— Records for this task —
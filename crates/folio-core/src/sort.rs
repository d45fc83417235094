// SPDX-License-Identifier: PMPL-1.0-or-later
// Copyright (c) 2026 Jonathan D.A. Jewell (hyperpolymath) <jonathan.jewell@open.ac.uk>
//
// Row comparators for the document browser.

use std::cmp::Ordering;

use crate::config::SortOrder;
use crate::types::FileNode;

/// A total order over browser rows.
///
/// Implemented by [`SortOrder`] and by any thread-safe closure, so callers
/// can pass either a preset or an ad-hoc ordering to the populators.
pub trait NodeComparator: Send + Sync {
    fn compare(&self, a: &FileNode, b: &FileNode) -> Ordering;
}

impl<F> NodeComparator for F
where
    F: Fn(&FileNode, &FileNode) -> Ordering + Send + Sync,
{
    fn compare(&self, a: &FileNode, b: &FileNode) -> Ordering {
        self(a, b)
    }
}

impl NodeComparator for SortOrder {
    fn compare(&self, a: &FileNode, b: &FileNode) -> Ordering {
        match self {
            Self::FileName => cmp_ignore_case(&a.name, &b.name),
            Self::AbsolutePath => cmp_ignore_case(&a.parent_path(), &b.parent_path())
                .then_with(|| cmp_ignore_case(&a.absolute_path(), &b.absolute_path())),
            Self::ModifiedDate => cmp_ignore_case(&a.parent_path(), &b.parent_path())
                .then_with(|| newest_first(a, b)),
            Self::ModifiedDateOnly => newest_first(a, b),
            Self::FolderPath => a
                .kind
                .rank()
                .cmp(&b.kind.rank())
                .then_with(|| cmp_ignore_case(&a.absolute_path(), &b.absolute_path())),
            Self::FolderDate => a
                .kind
                .rank()
                .cmp(&b.kind.rank())
                .then_with(|| newest_first(a, b)),
            Self::ExternalPath => directories_first(a, b)
                .then_with(|| cmp_ignore_case(&a.name, &b.name)),
            Self::ExternalDate => directories_first(a, b).then_with(|| newest_first(a, b)),
        }
    }
}

/// Sort rows in place. Stable, so equal rows keep their relative order.
pub fn sort_nodes(nodes: &mut [FileNode], comparator: &dyn NodeComparator) {
    nodes.sort_by(|a, b| comparator.compare(a, b));
}

/// Case-insensitive string comparison.
pub fn cmp_ignore_case(a: &str, b: &str) -> Ordering {
    a.chars()
        .flat_map(char::to_lowercase)
        .cmp(b.chars().flat_map(char::to_lowercase))
}

fn newest_first(a: &FileNode, b: &FileNode) -> Ordering {
    b.raw_modified().cmp(&a.raw_modified())
}

fn directories_first(a: &FileNode, b: &FileNode) -> Ordering {
    b.is_directory().cmp(&a.is_directory())
}

#[cfg(test)]
mod tests {
    use chrono::{TimeZone, Utc};

    use super::*;
    use crate::types::FileKind;

    fn file(path: &str, millis: i64) -> FileNode {
        let mut node = FileNode::local(FileKind::File, path);
        node.modified = Utc.timestamp_millis_opt(millis).single();
        node
    }

    fn names(nodes: &[FileNode]) -> Vec<&str> {
        nodes.iter().map(|n| n.name.as_str()).collect()
    }

    #[test]
    fn file_name_ignores_case() {
        let mut nodes = vec![file("/d/b.pdf", 0), file("/d/A.pdf", 0), file("/d/c.pdf", 0)];
        sort_nodes(&mut nodes, &SortOrder::FileName);
        assert_eq!(names(&nodes), ["A.pdf", "b.pdf", "c.pdf"]);
    }

    #[test]
    fn modified_date_groups_by_parent() {
        let mut nodes = vec![
            file("/z/old.pdf", 10),
            file("/a/old.pdf", 10),
            file("/a/new.pdf", 20),
        ];
        sort_nodes(&mut nodes, &SortOrder::ModifiedDate);
        let paths: Vec<_> = nodes.iter().map(|n| n.absolute_path()).collect();
        assert_eq!(paths, ["/a/new.pdf", "/a/old.pdf", "/z/old.pdf"]);

        sort_nodes(&mut nodes, &SortOrder::ModifiedDateOnly);
        assert_eq!(nodes[0].absolute_path(), "/a/new.pdf");
    }

    #[test]
    fn folder_orders_put_folders_first() {
        let mut nodes = vec![
            file("/d/a.pdf", 0),
            FileNode::local(FileKind::Folder, "/d/z"),
            file("/d/b.pdf", 0),
        ];
        sort_nodes(&mut nodes, &SortOrder::FolderPath);
        assert_eq!(names(&nodes), ["z", "a.pdf", "b.pdf"]);

        sort_nodes(&mut nodes, &SortOrder::ExternalPath);
        assert_eq!(names(&nodes), ["z", "a.pdf", "b.pdf"]);
    }

    #[test]
    fn closures_are_comparators() {
        let by_size = |a: &FileNode, b: &FileNode| a.size.cmp(&b.size);
        let mut nodes = vec![file("/d/a.pdf", 0), file("/d/b.pdf", 0)];
        nodes[0].size = 9;
        sort_nodes(&mut nodes, &by_size);
        assert_eq!(names(&nodes), ["b.pdf", "a.pdf"]);
    }
}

— Work instruction —
Reproduce the whole listing without changing anything.

— Finished exercise —
filename crates/folio-core/src/sort.rs
repository d45fc83417235094
// SPDX-License-Identifier: PMPL-1.0-or-later
// Copyright (c) 2026 Jonathan D.A. Jewell (hyperpolymath) <jonathan.jewell@open.ac.uk>
//
// Row comparators for the document browser.

use std::cmp::Ordering;

use crate::config::SortOrder;
use crate::types::FileNode;

/// A total order over browser rows.
///
/// Implemented by [`SortOrder`] and by any thread-safe closure, so callers
/// can pass either a preset or an ad-hoc ordering to the populators.
pub trait NodeComparator: Send + Sync {
    fn compare(&self, a: &FileNode, b: &FileNode) -> Ordering;
}

impl<F> NodeComparator for F
where
    F: Fn(&FileNode, &FileNode) -> Ordering + Send + Sync,
{
    fn compare(&self, a: &FileNode, b: &FileNode) -> Ordering {
        self(a, b)
    }
}

impl NodeComparator for SortOrder {
    fn compare(&self, a: &FileNode, b: &FileNode) -> Ordering {
        match self {
            Self::FileName => cmp_ignore_case(&a.name, &b.name),
            Self::AbsolutePath => cmp_ignore_case(&a.parent_path(), &b.parent_path())
                .then_with(|| cmp_ignore_case(&a.absolute_path(), &b.absolute_path())),
            Self::ModifiedDate => cmp_ignore_case(&a.parent_path(), &b.parent_path())
                .then_with(|| newest_first(a, b)),
            Self::ModifiedDateOnly => newest_first(a, b),
            Self::FolderPath => a
                .kind
                .rank()
                .cmp(&b.kind.rank())
                .then_with(|| cmp_ignore_case(&a.absolute_path(), &b.absolute_path())),
            Self::FolderDate => a
                .kind
                .rank()
                .cmp(&b.kind.rank())
                .then_with(|| newest_first(a, b)),
            Self::ExternalPath => directories_first(a, b)
                .then_with(|| cmp_ignore_case(&a.name, &b.name)),
            Self::ExternalDate => directories_first(a, b).then_with(|| newest_first(a, b)),
        }
    }
}

/// Sort rows in place. Stable, so equal rows keep their relative order.
pub fn sort_nodes(nodes: &mut [FileNode], comparator: &dyn NodeComparator) {
    nodes.sort_by(|a, b| comparator.compare(a, b));
}

/// Case-insensitive string comparison.
pub fn cmp_ignore_case(a: &str, b: &str) -> Ordering {
    a.chars()
        .flat_map(char::to_lowercase)
        .cmp(b.chars().flat_map(char::to_lowercase))
}

fn newest_first(a: &FileNode, b: &FileNode) -> Ordering {
    b.raw_modified().cmp(&a.raw_modified())
}

fn directories_first(a: &FileNode, b: &FileNode) -> Ordering {
    b.is_directory().cmp(&a.is_directory())
}

#[cfg(test)]
mod tests {
    use chrono::{TimeZone, Utc};

    use super::*;
    use crate::types::FileKind;

    fn file(path: &str, millis: i64) -> FileNode {
        let mut node = FileNode::local(FileKind::File, path);
        node.modified = Utc.timestamp_millis_opt(millis).single();
        node
    }

    fn names(nodes: &[FileNode]) -> Vec<&str> {
        nodes.iter().map(|n| n.name.as_str()).collect()
    }

    #[test]
    fn file_name_ignores_case() {
        let mut nodes = vec![file("/d/b.pdf", 0), file("/d/A.pdf", 0), file("/d/c.pdf", 0)];
        sort_nodes(&mut nodes, &SortOrder::FileName);
        assert_eq!(names(&nodes), ["A.pdf", "b.pdf", "c.pdf"]);
    }

    #[test]
    fn modified_date_groups_by_parent() {
        let mut nodes = vec![
            file("/z/old.pdf", 10),
            file("/a/old.pdf", 10),
            file("/a/new.pdf", 20),
        ];
        sort_nodes(&mut nodes, &SortOrder::ModifiedDate);
        let paths: Vec<_> = nodes.iter().map(|n| n.absolute_path()).collect();
        assert_eq!(paths, ["/a/new.pdf", "/a/old.pdf", "/z/old.pdf"]);

        sort_nodes(&mut nodes, &SortOrder::ModifiedDateOnly);
        assert_eq!(nodes[0].absolute_path(), "/a/new.pdf");
    }

    #[test]
    fn folder_orders_put_folders_first() {
        let mut nodes = vec![
            file("/d/a.pdf", 0),
            FileNode::local(FileKind::Folder, "/d/z"),
            file("/d/b.pdf", 0),
        ];
        sort_nodes(&mut nodes, &SortOrder::FolderPath);
        assert_eq!(names(&nodes), ["z", "a.pdf", "b.pdf"]);

        sort_nodes(&mut nodes, &SortOrder::ExternalPath);
        assert_eq!(names(&nodes), ["z", "a.pdf", "b.pdf"]);
    }

    #[test]
    fn closures_are_comparators() {
        let by_size = |a: &FileNode, b: &FileNode| a.size.cmp(&b.size);
        let mut nodes = vec![file("/d/a.pdf", 0), file("/d/b.pdf", 0)];
        nodes[0].size = 9;
        sort_nodes(&mut nodes, &by_size);
        assert_eq!(names(&nodes), ["b.pdf", "a.pdf"]);
    }
}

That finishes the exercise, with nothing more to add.